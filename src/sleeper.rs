// src/sleeper.rs
//
// Sleep abstraction so the polling loop can be tested without real delays.

use async_trait::async_trait;
use std::sync::Mutex;
use std::time::Duration;

/// Waits between loop iterations.
#[async_trait]
pub trait Sleeper: Send + Sync {
    async fn sleep_sec(&self, seconds: u64);
}

/// Sleeps on the tokio timer.
#[derive(Debug, Default, Clone, Copy)]
pub struct TokioSleeper;

#[async_trait]
impl Sleeper for TokioSleeper {
    async fn sleep_sec(&self, seconds: u64) {
        tokio::time::sleep(Duration::from_secs(seconds)).await;
    }
}

/// Returns immediately and remembers every requested duration.
#[derive(Debug, Default)]
pub struct RecordingSleeper {
    slept: Mutex<Vec<u64>>,
}

impl RecordingSleeper {
    pub fn new() -> Self {
        Self::default()
    }

    /// Durations requested so far, in seconds.
    pub fn slept(&self) -> Vec<u64> {
        self.slept.lock().map(|s| s.clone()).unwrap_or_default()
    }
}

#[async_trait]
impl Sleeper for RecordingSleeper {
    async fn sleep_sec(&self, seconds: u64) {
        if let Ok(mut slept) = self.slept.lock() {
            slept.push(seconds);
        }
        // Let other tasks observe loop progress.
        tokio::task::yield_now().await;
    }
}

## What the task asks
State how many lines of the records above contain "slept", with no words besides the number.

## Result for this exercise
5